Inside, my grandfather was bent over the counter, testing pens one by one on the obituary page of a newspaper. They were the kinds of pens that had tiny, flat boats in them that shuttled through the water when you angled the pen back and forth.
"Huh!" he cried. "All in working order."
He looked up. It seemed to take him a minute to recognize me as kin instead of a customer. He pushed himself off his stool with his big, pale palms and grabbed the pens.
"So it must be Monday," he said. "Your Ma's still taking that art class?"
"For a couple more weeks," I said quickly. He didn't know about the car accident, or Ma's torn tendons, or the physical therapy. It would just make him angry, Ma had said. My grandfather had an unexplained hostility toward driving, and hearing about something like that would send him through the roof. Instead, she'd told him that she'd enrolled in an Adult Ed class. "Just to do something different," Ma had told him over the phone, cradling the receiver between her cheek and her good shoulder.
She was good at lying. I was not. Before my grandfather could dig for more details, I mumbled, "I've got homework," and ducked into the cramped office in the back of the gift shop.
It wasn't long before I was interrupted by voices arguing. One was my grandfather's; the other belonged to a woman. I cracked the door open and pressed my ear against the sliver of cool air. "Is accident!" the woman was saying. "Mister, is accident."
"Look," my grandfather said. "That doesn't matter to me. Someone's gotta pay for it, 'cause it's broken."

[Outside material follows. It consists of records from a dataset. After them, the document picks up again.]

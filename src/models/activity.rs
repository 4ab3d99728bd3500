use chrono::{DateTime, NaiveDate, NaiveDateTime, Utc};
use serde::{Deserialize, Serialize};

/// One normalized activity, exactly as stored in `activities`.
///
/// Field order is the storage and backup column order; keep the two in sync
/// with the migration and `writer::insert_activity`.
#[derive(Debug, Clone, PartialEq, Serialize, Deserialize, sqlx::FromRow)]
pub struct ActivityRow {
  // Basics
  pub activity_id: i64,
  pub athlete_id: i64,
  pub activity_type: String,
  pub sport_type: Option<String>,
  pub workout_type: Option<i64>,
  pub activity_date: NaiveDate,
  pub activity_name: String,
  pub activity_description: Option<String>,
  pub perceived_exertion: Option<f64>,
  pub athlete_count: Option<i64>,
  pub commute: Option<bool>,
  // Distance
  pub distance_miles: f64,
  pub distance_meters: f64,
  pub distance_km: f64,
  // Speed
  pub average_speed_ms: Option<f64>,
  pub min_per_mile: Option<f64>,
  pub max_speed_ms: Option<f64>,
  // Time
  pub start_date: DateTime<Utc>,
  pub start_date_local: NaiveDateTime,
  pub timezone: Option<String>,
  pub moving_time: i64,
  pub elapsed_time: i64,
  pub end_date: DateTime<Utc>,
  pub end_date_local: NaiveDateTime,
  pub hour_of_day: i64,
  pub day_of_week: String,
  pub year_: i64,
  // Location
  pub start_latitude: Option<f64>,
  pub start_longitude: Option<f64>,
  pub end_latitude: Option<f64>,
  pub end_longitude: Option<f64>,
  // Records
  pub pr_count: Option<i64>,
  pub achievement_count: Option<i64>,
  pub fastest_mile: Option<f64>,
  pub fastest_mile_pace: Option<f64>,
  // Health
  pub has_heartrate: Option<bool>,
  pub heartrate: Option<f64>,
  pub max_heartrate: Option<f64>,
  pub calories: Option<f64>,
  // Elevation
  pub elev_high: Option<f64>,
  pub elev_low: Option<f64>,
  pub total_elevation_gain: Option<f64>,
  // Cycling specific
  pub average_watts: Option<f64>,
  pub kilojoules: Option<f64>,
  // ID references
  pub gear_id: Option<String>,
  pub device_name: Option<String>,
  pub upload_id: Option<i64>,
  pub external_id: Option<String>,
}
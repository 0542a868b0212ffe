//! Precomputed lookup tables over local tile configurations
//!
//! Built once on first use and shared read-only afterwards. Generation is a
//! pure function of the edge colors in [`Piece`], so repeated or concurrent
//! initialization always yields identical tables.

use crate::board::{Color, Direction, Piece, PieceSet, NUM_PIECES};
use once_cell::sync::Lazy;

/// Encoded codes of the four neighbors of a cell
pub type NeighborKey = u16;

/// Number of distinct neighbor keys (3 bits per neighbor)
pub const NEIGHBOR_KEY_COUNT: usize = 1 << 12;

/// Pack neighbor codes, east/north/west/south, into a table index
#[inline]
pub fn encode_neighbor_key(neighbors: [Piece; 4]) -> NeighborKey {
    let [east, north, west, south] = neighbors.map(|p| p.code() as NeighborKey);
    east + (north << 3) + (west << 6) + (south << 9)
}

/// Lookup tables
pub struct Tables {
    /// Tiles matching every placed neighbor, indexed by neighbor key
    pub possible_pieces: Box<[PieceSet; NEIGHBOR_KEY_COUNT]>,
    /// True where exactly one tile fits and two incoming edges share a color
    pub forced: Box<[bool; NEIGHBOR_KEY_COUNT]>,
    /// Exit edge and track color indexed by [piece code][entry edge]
    pub track_direction: [[(Direction, Color); 4]; NUM_PIECES],
}

impl Tables {
    /// Generate all tables
    pub fn generate() -> Self {
        let track_direction = generate_track_direction();
        let possible_pieces = generate_possible_pieces();
        let forced = generate_forced(&possible_pieces);
        log::debug!(
            "trax tables built: {} forced neighbor keys",
            forced.iter().filter(|&&f| f).count()
        );
        Self {
            possible_pieces,
            forced,
            track_direction,
        }
    }
}

/// Inverse of [`encode_neighbor_key`]; `None` for keys holding a code past
/// the last piece
fn decode_neighbor_key(key: usize) -> Option<[Piece; 4]> {
    let mut neighbors = [Piece::Empty; 4];
    for (i, slot) in neighbors.iter_mut().enumerate() {
        *slot = Piece::from_code(((key >> (3 * i)) & 7) as u8)?;
    }
    Some(neighbors)
}

fn generate_possible_pieces() -> Box<[PieceSet; NEIGHBOR_KEY_COUNT]> {
    let mut table = Box::new([PieceSet::new(); NEIGHBOR_KEY_COUNT]);

    for key in 0..NEIGHBOR_KEY_COUNT {
        let Some(neighbors) = decode_neighbor_key(key) else {
            continue;
        };
        table[key] = Piece::ALL
            .into_iter()
            .filter(|&candidate| {
                Direction::ALL.into_iter().all(|dir| {
                    let neighbor = neighbors[dir.index()];
                    neighbor.is_empty()
                        || candidate.edge(dir) == neighbor.edge(dir.opposite())
                })
            })
            .collect();
    }

    // An isolated cell constrains nothing
    assert_eq!(table[0], PieceSet::all(), "isolated cell must allow every tile");
    table
}

fn generate_forced(possible: &[PieceSet; NEIGHBOR_KEY_COUNT]) -> Box<[bool; NEIGHBOR_KEY_COUNT]> {
    let mut table = Box::new([false; NEIGHBOR_KEY_COUNT]);

    for key in 0..NEIGHBOR_KEY_COUNT {
        let Some(neighbors) = decode_neighbor_key(key) else {
            continue;
        };
        if possible[key].len() != 1 {
            continue;
        }

        let mut counts = [0u8; 2];
        for dir in Direction::ALL {
            if let Some(color) = neighbors[dir.index()].edge(dir.opposite()) {
                counts[color.index()] += 1;
            }
        }
        table[key] = counts.iter().any(|&c| c >= 2);
    }

    table
}

fn generate_track_direction() -> [[(Direction, Color); 4]; NUM_PIECES] {
    // Row 0 (empty) is never read; straight-through placeholders
    let mut table = [[(Direction::East, Color::White); 4]; NUM_PIECES];
    for dir in Direction::ALL {
        table[0][dir.index()] = (dir.opposite(), Color::White);
    }

    for piece in Piece::ALL {
        for color in Color::ALL {
            let Some([a, b]) = piece.track_edges(color) else {
                panic!("{piece:?} carries fewer than two {color:?} edges");
            };
            assert_eq!(
                Direction::ALL.iter().filter(|&&d| piece.edge(d) == Some(color)).count(),
                2,
                "{piece:?} must carry exactly two {color:?} edges"
            );
            table[piece.code() as usize][a.index()] = (b, color);
            table[piece.code() as usize][b.index()] = (a, color);
        }
    }

    table
}

pub static TABLES: Lazy<Tables> = Lazy::new(Tables::generate);

/// Build the tables now instead of on first use. Safe to call repeatedly.
pub fn init_tables() {
    Lazy::force(&TABLES);
}

/// Tiles that fit the given neighbors
#[inline]
pub fn possible_pieces(key: NeighborKey) -> PieceSet {
    TABLES.possible_pieces[key as usize]
}

/// Whether the given neighbors force a single tile
#[inline]
pub fn is_forced(key: NeighborKey) -> bool {
    TABLES.forced[key as usize]
}

/// Follow a track through `piece`: entering through `entry`, leave through
/// the returned edge. The color is the track's.
#[inline]
pub fn track_exit(piece: Piece, entry: Direction) -> (Direction, Color) {
    debug_assert!(!piece.is_empty());
    TABLES.track_direction[piece.code() as usize][entry.index()]
}

#[cfg(test)]
mod tests {
    use super::*;

    fn key(e: Piece, n: Piece, w: Piece, s: Piece) -> NeighborKey {
        encode_neighbor_key([e, n, w, s])
    }

    #[test]
    fn test_key_layout() {
        assert_eq!(key(Piece::RedEastWest, Piece::Empty, Piece::Empty, Piece::Empty), 1);
        assert_eq!(key(Piece::Empty, Piece::RedEastWest, Piece::Empty, Piece::Empty), 1 << 3);
        assert_eq!(key(Piece::Empty, Piece::Empty, Piece::Empty, Piece::RedSouthWest), 6 << 9);
    }

    #[test]
    fn test_decode_inverts_encode() {
        let neighbors = [
            Piece::RedNorthWest,
            Piece::Empty,
            Piece::RedSouthWest,
            Piece::RedEastWest,
        ];
        let k = encode_neighbor_key(neighbors) as usize;
        assert_eq!(decode_neighbor_key(k), Some(neighbors));
        assert_eq!(decode_neighbor_key(7), None);
    }

    #[test]
    fn test_isolated_cell_allows_all() {
        init_tables();
        assert_eq!(possible_pieces(0), PieceSet::all());
        assert!(!is_forced(0));
    }

    #[test]
    fn test_single_neighbor_allows_three() {
        // West neighbor shows a red east edge
        let k = key(Piece::Empty, Piece::Empty, Piece::RedSouthEast, Piece::Empty);
        let set = possible_pieces(k);
        assert_eq!(set.len(), 3);
        for piece in set {
            assert_eq!(piece.edge(Direction::West), Some(Color::Red));
        }
        assert!(!is_forced(k));
    }

    #[test]
    fn test_two_red_edges_force() {
        // North shows red south edge, west shows red east edge
        let k = key(Piece::Empty, Piece::RedSouthWest, Piece::RedNorthEast, Piece::Empty);
        assert_eq!(possible_pieces(k).single(), Some(Piece::RedNorthWest));
        assert!(is_forced(k));
    }

    #[test]
    fn test_mixed_edges_not_forced() {
        // North shows white, west shows red: two tiles still fit
        let k = key(Piece::Empty, Piece::RedEastWest, Piece::RedEastWest, Piece::Empty);
        assert_eq!(possible_pieces(k).len(), 2);
        assert!(!is_forced(k));
    }

    #[test]
    fn test_three_same_color_edges_impossible() {
        // East, north and west neighbors all show red
        let k = key(
            Piece::RedEastWest,
            Piece::RedNorthSouth,
            Piece::RedEastWest,
            Piece::Empty,
        );
        assert!(possible_pieces(k).is_empty());
        assert!(!is_forced(k));
    }

    #[test]
    fn test_track_direction_pairs_same_color() {
        for piece in Piece::ALL {
            for dir in Direction::ALL {
                let (exit, color) = track_exit(piece, dir);
                assert_ne!(exit, dir);
                assert_eq!(piece.edge(dir), Some(color));
                assert_eq!(piece.edge(exit), Some(color));
                assert_eq!(track_exit(piece, exit).0, dir);
            }
        }
    }

    #[test]
    fn test_generation_is_deterministic() {
        let a = Tables::generate();
        let b = Tables::generate();
        assert_eq!(a.possible_pieces[..], b.possible_pieces[..]);
        assert_eq!(a.forced[..], b.forced[..]);
        assert_eq!(a.track_direction, b.track_direction);
    }
}
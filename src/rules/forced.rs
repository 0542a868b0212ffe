//! Forced play
//!
//! After a tile is placed, any empty neighbor inside the bounding box whose
//! surrounding edges admit exactly one tile and show two edges of one color
//! must be filled with that tile. Filling it can force further cells, so
//! the fill runs breadth-first until the queue drains.

use std::collections::VecDeque;

use crate::board::{Direction, Position};
use crate::rules::tables;

/// An empty cell no tile can fill; the move that led here is illegal
#[derive(Debug, Clone, Copy, PartialEq, Eq)]
pub struct ForcedConflict {
    pub x: i32,
    pub y: i32,
}

impl Position {
    /// Fill every cell forced by the tile just placed at `(x, y)`.
    ///
    /// Returns the placed tile and each forced tile, the cells from which
    /// new loops and lines must be traced.
    pub(crate) fn fill_forced(&mut self, x: i32, y: i32) -> Result<Vec<(i32, i32)>, ForcedConflict> {
        let mut checkpoints = vec![(x, y)];
        let mut queue = VecDeque::new();
        self.queue_empty_neighbors(x, y, &mut queue);

        while let Some((cx, cy)) = queue.pop_front() {
            // Filled after it was queued
            if !self.at(cx, cy).is_empty() {
                continue;
            }

            let key = self.neighbor_key(cx, cy);
            let pieces = tables::possible_pieces(key);
            if pieces.is_empty() {
                return Err(ForcedConflict { x: cx, y: cy });
            }
            if !tables::is_forced(key) {
                continue;
            }
            let Some(piece) = pieces.single() else {
                continue;
            };

            self.set(cx, cy, piece);
            checkpoints.push((cx, cy));
            self.queue_empty_neighbors(cx, cy, &mut queue);
        }

        Ok(checkpoints)
    }

    /// Forced play never reaches outside the bounding box
    fn queue_empty_neighbors(&self, x: i32, y: i32, queue: &mut VecDeque<(i32, i32)>) {
        for dir in Direction::ALL {
            let (nx, ny) = dir.step(x, y);
            if self.in_bounds(nx, ny) && self.at(nx, ny).is_empty() {
                queue.push_back((nx, ny));
            }
        }
    }
}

"But is accident!" she tried again. "I just looking around."
"Lady, this ain't a museum!"
I closed the door. I had just remembered about the earphones buried somewhere in my backpack when the door flew back open, and my grandfather forced his way into the tiny office. With the two of us in there, the room felt warm.
"Tourists," he grumbled. He grabbed the broom that had been leaning against the wall and slammed the door shut. I stared down at my notebook paper, at the messy handwriting, the letters slanted as if cowering away. I couldn't even make out the words.
When I emerged out of the office, he wasn't sweeping. He was standing at the front window, his back toward me, steadying himself against the broom as if it was a cane. I stepped over the pieces of fractured ceramic from the mug that had been knocked off the shelf. One piece had half a whale painted on it, its eye black and beady.
"Can I – do you need help?" I asked. I heard Ma's voice in my head. "Or," I said, "I can test some pens, or something."
He didn't reply. I walked up to the window to see what he was looking at. The ferry had just pulled away from the dock. And on my grandfather's face, the look of sorrow was unmistakable: regret that he wasn't on that boat himself, that he was stuck here, so close yet so far away. I didn't know how, but I understood that much.
"I want to go over to the city someday," I said. "I mean, it's what, a twenty minute ferry ride? But Ma doesn't want to take me."
"You do?" he asked. His face softened. He seemed about to say something else, but instead he broke his gaze from the dock and turned away from the window. With the broom still in hand, he started to make his way over to the fragmented mug. I followed him.
"Hold the dustpan, will you?" he asked.
"Okay," I said, and we huddled around the broken pieces.